Winter & Company, a traditional Swiss company, is launching the first book cloth woven from recycled ocean-bound plastic: Toile Ocean. Sustainability is a major concern for the fourth-generation family-run company. Toile Ocean is produced in collaboration with the Basel-based company tide ocean SA (#tide) and is set to revolutionise the book market.

Toile Ocean is a new material woven mainly from recycled ocean plastic. The material’s high durability offers numerous possible applications – especially for book covers, which are otherwise mostly made of paper or textile materials. The fabric can also be used as a cover material for hang tags, premium packaging, shopping bags and stationery items. As it is very durable, the material is also suitable for menu cards. It can even be sewn.

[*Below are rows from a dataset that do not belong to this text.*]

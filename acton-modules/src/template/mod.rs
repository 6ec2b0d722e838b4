//! Placeholder substitution for module stubs
//!
//! Stubs are opaque text containing a closed set of `{{token}}` placeholders.
//! Rendering replaces each bound placeholder in a single pass; anything else,
//! including recognised but unbound tokens and stray `{{` sequences, is copied
//! through verbatim.
//!
//! There is no escape syntax: a stub cannot emit a literal `{{name}}` when
//! `name` is bound.

pub mod stubs;

use aho_corasick::AhoCorasick;
use std::collections::BTreeMap;
use std::sync::LazyLock;

pub use stubs::{Stub, StubStore};

/// Recognised placeholder tokens
#[derive(Debug, Clone, Copy, PartialEq, Eq, Hash, PartialOrd, Ord)]
pub enum Placeholder {
    /// `{{slug}}` - module slug (`blog_posts`)
    Slug,
    /// `{{name}}` - module display name (`BlogPosts`)
    Name,
    /// `{{namespace}}` - configured or artifact namespace
    Namespace,
    /// `{{className}}` - generated type name
    ClassName,
    /// `{{moduleName}}` - owning module display name
    ModuleName,
    /// `{{module}}` - owning module slug for migration-style artifacts
    Module,
    /// `{{table}}` - table name for migration-style artifacts
    Table,
}

impl Placeholder {
    /// Every placeholder, in pattern order
    pub const ALL: [Self; 7] = [
        Self::Slug,
        Self::Name,
        Self::Namespace,
        Self::ClassName,
        Self::ModuleName,
        Self::Module,
        Self::Table,
    ];

    /// Literal token as it appears in stubs
    #[must_use]
    pub const fn token(self) -> &'static str {
        match self {
            Self::Slug => "{{slug}}",
            Self::Name => "{{name}}",
            Self::Namespace => "{{namespace}}",
            Self::ClassName => "{{className}}",
            Self::ModuleName => "{{moduleName}}",
            Self::Module => "{{module}}",
            Self::Table => "{{table}}",
        }
    }
}

/// Values bound to placeholders for one render
#[derive(Debug, Clone, Default, PartialEq, Eq)]
pub struct Bindings(BTreeMap<Placeholder, String>);

impl Bindings {
    /// Empty bindings
    #[must_use]
    pub fn new() -> Self {
        Self::default()
    }

    /// Bind a placeholder, returning the updated bindings
    #[must_use]
    pub fn with(mut self, placeholder: Placeholder, value: impl Into<String>) -> Self {
        self.insert(placeholder, value);
        self
    }

    /// Bind a placeholder in place
    pub fn insert(&mut self, placeholder: Placeholder, value: impl Into<String>) {
        self.0.insert(placeholder, value.into());
    }

    /// Bound value, if any
    #[must_use]
    pub fn get(&self, placeholder: Placeholder) -> Option<&str> {
        self.0.get(&placeholder).map(String::as_str)
    }
}

static MATCHER: LazyLock<AhoCorasick> = LazyLock::new(|| {
    AhoCorasick::new(Placeholder::ALL.map(Placeholder::token))
        .expect("placeholder tokens are valid literal patterns")
});

/// Stub renderer
pub struct TemplateRenderer;

impl TemplateRenderer {
    /// Substitute bound placeholders into `template`
    ///
    /// # Examples
    ///
    /// ```
    /// use acton_modules::template::{Bindings, Placeholder, TemplateRenderer};
    ///
    /// let bindings = Bindings::new()
    ///     .with(Placeholder::Name, "Blog")
    ///     .with(Placeholder::Slug, "blog");
    ///
    /// let out = TemplateRenderer::render("{{name}} at /{{slug}} ({{table}})", &bindings);
    /// assert_eq!(out, "Blog at /blog ({{table}})");
    /// ```
    #[must_use]
    pub fn render(template: &str, bindings: &Bindings) -> String {
        let mut rendered = String::with_capacity(template.len());
        MATCHER.replace_all_with(template, &mut rendered, |found, text, dst| {
            let placeholder = Placeholder::ALL[found.pattern().as_usize()];
            dst.push_str(bindings.get(placeholder).unwrap_or(text));
            true
        });
        rendered
    }
}

#[cfg(test)]
mod tests {
    use super::*;
    use proptest::prelude::*;

    fn module_bindings() -> Bindings {
        Bindings::new()
            .with(Placeholder::Slug, "blog")
            .with(Placeholder::Name, "Blog")
            .with(Placeholder::Namespace, "crate::modules")
    }

    #[test]
    fn test_replaces_every_occurrence() {
        let out = TemplateRenderer::render("{{name}}/{{name}}/{{slug}}", &module_bindings());
        assert_eq!(out, "Blog/Blog/blog");
    }

    #[test]
    fn test_unbound_and_unknown_tokens_are_verbatim() {
        let out = TemplateRenderer::render(
            "{{className}} {{unknown}} {{ name }} {{",
            &module_bindings(),
        );
        assert_eq!(out, "{{className}} {{unknown}} {{ name }} {{");
    }

    #[test]
    fn test_values_are_not_reexpanded() {
        let bindings = Bindings::new()
            .with(Placeholder::Name, "{{slug}}")
            .with(Placeholder::Slug, "blog");
        assert_eq!(TemplateRenderer::render("{{name}}-{{slug}}", &bindings), "{{slug}}-blog");
    }

    #[test]
    fn test_empty_template() {
        assert_eq!(TemplateRenderer::render("", &module_bindings()), "");
    }

    #[test]
    fn test_tokens() {
        assert_eq!(Placeholder::ClassName.token(), "{{className}}");
        assert_eq!(Placeholder::ModuleName.token(), "{{moduleName}}");
        assert_eq!(Placeholder::ALL.len(), 7);
    }

    proptest! {
        #[test]
        fn render_is_deterministic(template in ".*", name in "[A-Za-z]{0,12}") {
            let bindings = Bindings::new().with(Placeholder::Name, name);
            prop_assert_eq!(
                TemplateRenderer::render(&template, &bindings),
                TemplateRenderer::render(&template, &bindings)
            );
        }

        #[test]
        fn render_without_tokens_is_identity(template in "[^{}]*") {
            prop_assert_eq!(TemplateRenderer::render(&template, &module_bindings()), template);
        }
    }
}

“Our goal with Toile Ocean was to create an attractive book cloth with raw materials that are not common in our industry. At the same time, we wanted a natural look and feel combined with a textile texture and convey a strong environmental message,” says Christoph Borer, CEO of Winter & Company. The product development took about 1.5 years.

1 m2 of Toile Ocean contains 5.2 PET bottles from the ocean (measured against a 0.5 litre bottle of 14 g). If Toile Ocean had been used as the cover material for volume 1 of Harry Potter, it would have bound around 75 million plastic bottles. The average run of a first book edition in Germany is about 2,000 copies, which would recycle about 1400 bottles. For every meter of Toile Ocean sold, 1 % of the turnover is donated to clean water projects.

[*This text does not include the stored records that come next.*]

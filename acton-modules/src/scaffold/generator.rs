//! Module skeleton generator

use super::hooks::{ManifestCache, OptimizeHook};
use super::{create_dir, write_file};
use crate::error::{RegistryError, RegistryResult};
use crate::module::{Module, Properties, Slug};
use crate::paths::DESCRIPTOR_FILE;
use crate::registry::Registry;
use crate::template::{Bindings, Placeholder, Stub, StubStore, TemplateRenderer};
use std::path::PathBuf;

/// Subfolders created in every new module, in creation order
pub const SUBFOLDERS: [&str; 12] = [
    "console",
    "database",
    "database/migrations",
    "database/seeds",
    "http",
    "http/controllers",
    "http/middleware",
    "http/requests",
    "providers",
    "resources",
    "resources/lang",
    "resources/views",
];

/// Files rendered into every new module; paths are templates too
const FILES: [(&str, Stub); 5] = [
    ("database/seeds/{{slug}}_database_seeder.rs", Stub::Seeder),
    ("http/routes.rs", Stub::Routes),
    ("providers/{{slug}}_service_provider.rs", Stub::ModuleServiceProvider),
    ("providers/route_service_provider.rs", Stub::RouteServiceProvider),
    (DESCRIPTOR_FILE, Stub::Descriptor),
];

const GITKEEP: &str = ".gitkeep";

/// Outcome of a successful scaffold
#[derive(Debug, Clone)]
pub struct ScaffoldReport {
    /// The registered module
    pub module: Module,
    /// Directories created (or already present), module directory first
    pub directories: Vec<PathBuf>,
    /// Files written, in write order
    pub files: Vec<PathBuf>,
}

/// Creates new modules
///
/// # Examples
///
/// ```rust,no_run
/// use acton_modules::{ModulesConfig, Registry, ScaffoldGenerator};
///
/// let registry = Registry::new(ModulesConfig::new("modules"))?;
/// let report = ScaffoldGenerator::new(&registry).generate("blog")?;
///
/// println!("Created {} files", report.files.len());
/// # Ok::<(), acton_modules::RegistryError>(())
/// ```
pub struct ScaffoldGenerator<'a> {
    registry: &'a Registry,
    stubs: StubStore,
    hook: Box<dyn OptimizeHook + 'a>,
}

impl<'a> ScaffoldGenerator<'a> {
    /// Create a generator using the configured stub overrides and the manifest
    /// cache hook
    #[must_use]
    pub fn new(registry: &'a Registry) -> Self {
        Self {
            registry,
            stubs: StubStore::new(registry.config().stubs_path.clone()),
            hook: Box::new(ManifestCache),
        }
    }

    /// Replace the post-generation hook
    #[must_use]
    pub fn with_hook(mut self, hook: impl OptimizeHook + 'a) -> Self {
        self.hook = Box::new(hook);
        self
    }

    /// Scaffold a new module named `name`
    ///
    /// # Errors
    ///
    /// - [`RegistryError::InvalidSlug`] if `name` cannot be normalised
    /// - [`RegistryError::AlreadyExists`] if the module exists; nothing is
    ///   written
    /// - [`RegistryError::Io`] (or a storage error) if a step fails; earlier
    ///   steps are not undone
    pub fn generate(&self, name: &str) -> RegistryResult<ScaffoldReport> {
        let slug = Slug::parse(name)?;
        if self.registry.exists(&slug)? {
            return Err(RegistryError::AlreadyExists(slug.to_string()));
        }

        let module_dir = self.registry.resolve_path(&slug, true)?;
        create_dir(self.registry.root_path())?;
        create_dir(&module_dir)?;

        let mut directories = vec![module_dir.clone()];
        for folder in SUBFOLDERS {
            let path = module_dir.join(folder);
            create_dir(&path)?;
            directories.push(path);
        }

        let mut files = Vec::with_capacity(SUBFOLDERS.len() + FILES.len());
        for folder in &directories[1..] {
            let path = folder.join(GITKEEP);
            write_file(&path, "")?;
            files.push(path);
        }

        let bindings = Bindings::new()
            .with(Placeholder::Slug, slug.as_str())
            .with(Placeholder::Name, slug.name())
            .with(Placeholder::Namespace, self.registry.namespace_prefix());

        let mut descriptor = String::new();
        for (relative, stub) in FILES {
            let path = module_dir.join(TemplateRenderer::render(relative, &bindings));
            let contents = TemplateRenderer::render(&self.stubs.load(stub)?, &bindings);
            write_file(&path, &contents)?;
            files.push(path);

            if stub == Stub::Descriptor {
                descriptor = contents;
            }
        }

        let properties: Properties = serde_json::from_str(&descriptor)?;
        self.registry.register(&slug, properties.clone())?;

        tracing::info!(
            module = %slug,
            path = %module_dir.display(),
            files = files.len(),
            "Module created successfully"
        );

        if let Err(e) = self.hook.optimize(self.registry) {
            tracing::warn!(module = %slug, error = %e, "Post-generation hook failed");
        }

        Ok(ScaffoldReport {
            module: Module::new(slug, properties),
            directories,
            files,
        })
    }
}

#[cfg(test)]
mod tests {
    use super::*;
    use crate::config::ModulesConfig;
    use crate::scaffold::NoopHook;
    use std::fs;
    use std::sync::atomic::{AtomicUsize, Ordering};
    use tempfile::{tempdir, TempDir};

    fn setup() -> (TempDir, Registry) {
        let dir = tempdir().unwrap();
        let registry = Registry::new(ModulesConfig::new(dir.path().join("modules"))).unwrap();
        (dir, registry)
    }

    #[test]
    fn test_generate_creates_tree() {
        let (dir, registry) = setup();
        let report = ScaffoldGenerator::new(&registry).generate("Blog").unwrap();

        let module_dir = dir.path().join("modules/Blog");
        assert_eq!(report.directories[0], module_dir);
        assert_eq!(report.directories.len(), SUBFOLDERS.len() + 1);
        for folder in SUBFOLDERS {
            assert!(module_dir.join(folder).is_dir(), "missing {folder}");
            assert!(module_dir.join(folder).join(".gitkeep").is_file());
        }

        assert!(module_dir.join("database/seeds/blog_database_seeder.rs").is_file());
        assert!(module_dir.join("http/routes.rs").is_file());
        assert!(module_dir.join("providers/blog_service_provider.rs").is_file());
        assert!(module_dir.join("providers/route_service_provider.rs").is_file());
        assert_eq!(report.files.len(), SUBFOLDERS.len() + 5);

        assert_eq!(report.module.slug().as_str(), "blog");
        assert!(registry.exists(report.module.slug()).unwrap());
        assert!(registry.is_enabled(report.module.slug()).unwrap());
    }

    #[test]
    fn test_generated_files_are_rendered() {
        let (dir, registry) = setup();
        ScaffoldGenerator::new(&registry).generate("user_profiles").unwrap();

        let module_dir = dir.path().join("modules/UserProfiles");
        let provider =
            fs::read_to_string(module_dir.join("providers/user_profiles_service_provider.rs")).unwrap();
        assert!(provider.contains("pub struct UserProfilesServiceProvider;"));
        assert!(provider.contains("use crate::modules::user_profiles::providers"));
        assert!(!provider.contains("{{"));

        let descriptor = fs::read_to_string(module_dir.join("module.json")).unwrap();
        assert!(descriptor.contains("\"name\": \"UserProfiles\""));
        assert!(descriptor.contains("\"slug\": \"user_profiles\""));
    }

    #[test]
    fn test_existing_module_is_untouched() {
        let (dir, registry) = setup();
        let generator = ScaffoldGenerator::new(&registry);
        generator.generate("blog").unwrap();

        let routes = dir.path().join("modules/Blog/http/routes.rs");
        fs::write(&routes, "// edited").unwrap();

        let result = generator.generate("blog");
        assert!(matches!(result, Err(RegistryError::AlreadyExists(s)) if s == "blog"));
        assert_eq!(fs::read_to_string(&routes).unwrap(), "// edited");
    }

    #[test]
    fn test_invalid_name_writes_nothing() {
        let (dir, registry) = setup();
        let result = ScaffoldGenerator::new(&registry).generate("my blog");

        assert!(matches!(result, Err(RegistryError::InvalidSlug(_))));
        assert!(!dir.path().join("modules").exists());
    }

    #[test]
    fn test_partial_failure_keeps_created_directories() {
        let (dir, registry) = setup();
        // A directory where a file should go makes that write fail
        fs::create_dir_all(dir.path().join("modules/Blog/http/routes.rs")).unwrap();

        let result = ScaffoldGenerator::new(&registry).generate("blog");

        assert!(matches!(result, Err(RegistryError::Io { ref path, .. }) if path.ends_with("routes.rs")));
        let module_dir = dir.path().join("modules/Blog");
        assert!(module_dir.join("console").is_dir());
        assert!(module_dir.join("resources/views/.gitkeep").is_file());
        assert!(module_dir.join("database/seeds/blog_database_seeder.rs").is_file());
        assert!(!module_dir.join("module.json").exists());
        assert!(!registry.exists(&Slug::parse("blog").unwrap()).unwrap());
    }

    #[test]
    fn test_stub_override_is_used() {
        let dir = tempdir().unwrap();
        let stubs = dir.path().join("stubs");
        fs::create_dir_all(&stubs).unwrap();
        fs::write(stubs.join("routes.stub"), "// routes for {{name}} at /{{slug}}\n").unwrap();

        let config = ModulesConfig::new(dir.path().join("modules")).with_stubs_path(&stubs);
        let registry = Registry::new(config).unwrap();
        ScaffoldGenerator::new(&registry).generate("blog").unwrap();

        let routes = fs::read_to_string(dir.path().join("modules/Blog/http/routes.rs")).unwrap();
        assert_eq!(routes, "// routes for Blog at /blog\n");
    }

    struct CountingHook<'a>(&'a AtomicUsize);

    impl OptimizeHook for CountingHook<'_> {
        fn optimize(&self, _registry: &Registry) -> RegistryResult<()> {
            self.0.fetch_add(1, Ordering::SeqCst);
            Err(RegistryError::Configuration("cache unavailable".into()))
        }
    }

    #[test]
    fn test_hook_failure_is_not_returned() {
        let (_dir, registry) = setup();
        let calls = AtomicUsize::new(0);

        let report = ScaffoldGenerator::new(&registry)
            .with_hook(CountingHook(&calls))
            .generate("blog");

        assert!(report.is_ok());
        assert_eq!(calls.load(Ordering::SeqCst), 1);
    }

    #[test]
    fn test_hook_not_run_when_module_exists() {
        let (_dir, registry) = setup();
        ScaffoldGenerator::new(&registry)
            .with_hook(NoopHook)
            .generate("blog")
            .unwrap();

        let calls = AtomicUsize::new(0);
        let result = ScaffoldGenerator::new(&registry)
            .with_hook(CountingHook(&calls))
            .generate("blog");

        assert!(result.is_err());
        assert_eq!(calls.load(Ordering::SeqCst), 0);
    }
}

WINTER & COMPANY STANDS FOR INNOVATION IN THE BOOKBINDING MARKET

“As a family-run company, sustainability is a major concern for Winter & Company,” says Nikolai Winter, a fourth-generation member of the board of directors. Since 1892, the company has repeatedly served the bookbinding market with exciting innovations.

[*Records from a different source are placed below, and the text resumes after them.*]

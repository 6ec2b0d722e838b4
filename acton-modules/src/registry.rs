//! Registry facade
//!
//! [`Registry`] pairs the configured [`ModuleRepository`] with the
//! [`PathResolver`] so callers (generators, CLI commands, middleware) hold one
//! handle for both "where does a module live" and "what do we know about it".

use crate::config::ModulesConfig;
use crate::error::RegistryResult;
use crate::module::{Module, Properties, Slug};
use crate::paths::PathResolver;
use crate::repository::{self, ModuleRepository};
use serde_json::Value;
use std::collections::BTreeSet;
use std::fmt;
use std::path::{Path, PathBuf};

/// Module registry
///
/// # Examples
///
/// ```rust,no_run
/// use acton_modules::{ModulesConfig, Registry, Slug};
///
/// let registry = Registry::new(ModulesConfig::load()?)?;
/// let blog = Slug::parse("blog")?;
///
/// if registry.exists(&blog)? && registry.is_disabled(&blog)? {
///     registry.enable(&blog)?;
/// }
/// # Ok::<(), acton_modules::RegistryError>(())
/// ```
pub struct Registry {
    config: ModulesConfig,
    paths: PathResolver,
    repository: Box<dyn ModuleRepository>,
}

impl fmt::Debug for Registry {
    fn fmt(&self, f: &mut fmt::Formatter<'_>) -> fmt::Result {
        f.debug_struct("Registry")
            .field("config", &self.config)
            .field("paths", &self.paths)
            .finish_non_exhaustive()
    }
}

impl Registry {
    /// Create a registry using the backend named by `config.driver`
    ///
    /// # Errors
    ///
    /// Returns a configuration error for the `custom` driver (use
    /// [`Registry::with_repository`]) or a storage error if the backend cannot be
    /// opened.
    pub fn new(config: ModulesConfig) -> RegistryResult<Self> {
        let repository = repository::from_config(&config, None)?;
        Ok(Self::with_repository(config, repository))
    }

    /// Create a registry around an explicit repository
    #[must_use]
    pub fn with_repository(config: ModulesConfig, repository: Box<dyn ModuleRepository>) -> Self {
        let paths = PathResolver::new(&config);
        Self {
            config,
            paths,
            repository,
        }
    }

    /// Configuration the registry was built from
    #[must_use]
    pub const fn config(&self) -> &ModulesConfig {
        &self.config
    }

    /// Path and namespace resolver
    #[must_use]
    pub const fn paths(&self) -> &PathResolver {
        &self.paths
    }

    /// Underlying repository
    #[must_use]
    pub fn repository(&self) -> &dyn ModuleRepository {
        self.repository.as_ref()
    }

    /// Modules root directory
    #[must_use]
    pub fn root_path(&self) -> &Path {
        self.paths.root_path()
    }

    /// Configured base namespace
    #[must_use]
    pub fn namespace_prefix(&self) -> &str {
        self.paths.namespace_prefix()
    }

    /// Namespace of a module
    #[must_use]
    pub fn module_namespace(&self, slug: &Slug) -> String {
        self.paths.module_namespace(slug)
    }

    /// Canonical directory for a module
    ///
    /// # Errors
    ///
    /// Returns `NotFound` if the directory is missing and `allow_missing` is
    /// false.
    pub fn resolve_path(&self, slug: &Slug, allow_missing: bool) -> RegistryResult<PathBuf> {
        self.paths.resolve_path(slug, allow_missing)
    }

    /// Whether a module is registered
    ///
    /// # Errors
    ///
    /// Returns a storage error if the repository cannot be read.
    pub fn exists(&self, slug: &Slug) -> RegistryResult<bool> {
        self.repository.exists(slug)
    }

    /// Every known module
    ///
    /// # Errors
    ///
    /// Returns a storage error if the repository cannot be read.
    pub fn all(&self) -> RegistryResult<Vec<Module>> {
        self.repository.all()
    }

    /// Slugs of every known module
    ///
    /// # Errors
    ///
    /// Returns a storage error if the repository cannot be read.
    pub fn slugs(&self) -> RegistryResult<BTreeSet<Slug>> {
        self.repository.slugs()
    }

    /// Modules whose property `key` equals `value`
    ///
    /// # Errors
    ///
    /// Returns a storage error if the repository cannot be read.
    pub fn where_eq(&self, key: &str, value: &Value) -> RegistryResult<Vec<Module>> {
        self.repository.where_eq(key, value)
    }

    /// Modules sorted ascending by `key`
    ///
    /// # Errors
    ///
    /// Returns a storage error if the repository cannot be read.
    pub fn sort_by(&self, key: &str) -> RegistryResult<Vec<Module>> {
        self.repository.sort_by(key)
    }

    /// Modules sorted descending by `key`
    ///
    /// # Errors
    ///
    /// Returns a storage error if the repository cannot be read.
    pub fn sort_by_desc(&self, key: &str) -> RegistryResult<Vec<Module>> {
        self.repository.sort_by_desc(key)
    }

    /// Number of known modules
    ///
    /// # Errors
    ///
    /// Returns a storage error if the repository cannot be read.
    pub fn count(&self) -> RegistryResult<usize> {
        self.repository.count()
    }

    /// Stored properties of a module
    ///
    /// # Errors
    ///
    /// Returns `NotFound` for unknown modules.
    pub fn properties(&self, slug: &Slug) -> RegistryResult<Properties> {
        self.repository.properties(slug)
    }

    /// Look up a property (`"blog::order"` or a global key), or `default`
    ///
    /// # Errors
    ///
    /// Returns an error if the property name is malformed or the repository
    /// cannot be read.
    pub fn property(&self, property: &str, default: Value) -> RegistryResult<Value> {
        self.repository.property_or(property, default)
    }

    /// Persist a property
    ///
    /// # Errors
    ///
    /// Returns `NotFound` for module-scoped writes to unknown modules, or a
    /// storage error.
    pub fn set_property(&self, property: &str, value: Value) -> RegistryResult<()> {
        self.repository.set_property(property, value)
    }

    /// Record a freshly scaffolded module
    ///
    /// # Errors
    ///
    /// Returns a storage error if the write fails.
    pub fn register(&self, slug: &Slug, properties: Properties) -> RegistryResult<()> {
        self.repository.register(slug, properties)
    }

    /// Enabled modules
    ///
    /// # Errors
    ///
    /// Returns a storage error if the repository cannot be read.
    pub fn enabled(&self) -> RegistryResult<Vec<Module>> {
        self.repository.enabled()
    }

    /// Disabled modules
    ///
    /// # Errors
    ///
    /// Returns a storage error if the repository cannot be read.
    pub fn disabled(&self) -> RegistryResult<Vec<Module>> {
        self.repository.disabled()
    }

    /// Whether a module is enabled
    ///
    /// # Errors
    ///
    /// Returns `NotFound` for unknown modules.
    pub fn is_enabled(&self, slug: &Slug) -> RegistryResult<bool> {
        self.repository.is_enabled(slug)
    }

    /// Whether a module is disabled
    ///
    /// # Errors
    ///
    /// Returns `NotFound` for unknown modules.
    pub fn is_disabled(&self, slug: &Slug) -> RegistryResult<bool> {
        self.repository.is_disabled(slug)
    }

    /// Enable a module
    ///
    /// # Errors
    ///
    /// Returns `NotFound` for unknown modules.
    pub fn enable(&self, slug: &Slug) -> RegistryResult<()> {
        self.repository.enable(slug)?;
        tracing::info!(module = %slug, "Module enabled");
        Ok(())
    }

    /// Disable a module
    ///
    /// # Errors
    ///
    /// Returns `NotFound` for unknown modules.
    pub fn disable(&self, slug: &Slug) -> RegistryResult<()> {
        self.repository.disable(slug)?;
        tracing::info!(module = %slug, "Module disabled");
        Ok(())
    }
}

As early as the 1960s, Skivertex®, a durable substitute for leather, was introduced to the European market. In the 70s, Wibalin® Buckram was launched to offer a wide range of paper covers imitating a textile for visual appeal and performance. In the 90s, Ecorel®, a more environmentally friendly alternative to PVC, was offered for the first time. Around the same time, Winter & Company launched Wintan®, a high-quality material made from recycled leather for book covers. And in recent years, the range of FSC™-certified book cloths has been steadily innovated under Toile Canvas and Toile du Marais. “With Toile Ocean, we are going one step further,” says Winter.

The aim is to appeal to brands and customers who want to make a contribution to clean oceans and inspire their customers with long-lasting products.

PARTNER ORGANIZATION TIDE OCEAN SA

Winter & Company worked together with the company tide ocean SA, or #tide in the development of Toile Ocean.

“As a global company, we were looking for a partner who is specialized in the collection and recycling of ocean plastic,” says Borer. tide ocean SA has provided precisely the solution we needed in collaboration with scientists from the Swiss University of Applied Sciences in Rapperswil, has developed a solution for producing granulates and yarns from ocean plastic. The fact that the start-up #tide, founded in 2019, is also based in Basel is a happy coincidence.

HOW TOILE OCEAN IS PRODUCED

#Tide collects and sorts plastic waste along the coasts of Thailand, the Philippines and Indonesia. This plastic is then mechanically compressed into a granulate in an award-winning process and finally spun into a yarn. This ocean yarn serves as the weft thread for Toile Ocean. The warp thread is now made from recycled polyester (rPET). Toile Ocean is thus woven from 100 percent plastic waste.

The back of Toile Ocean is coated with water-based acryl. It was a deliberate decision not to use a paper coating in order, to keep additional resources to a minimum. This coating is necessary to give the fabric the required stability and impregnation for water/glue permeability.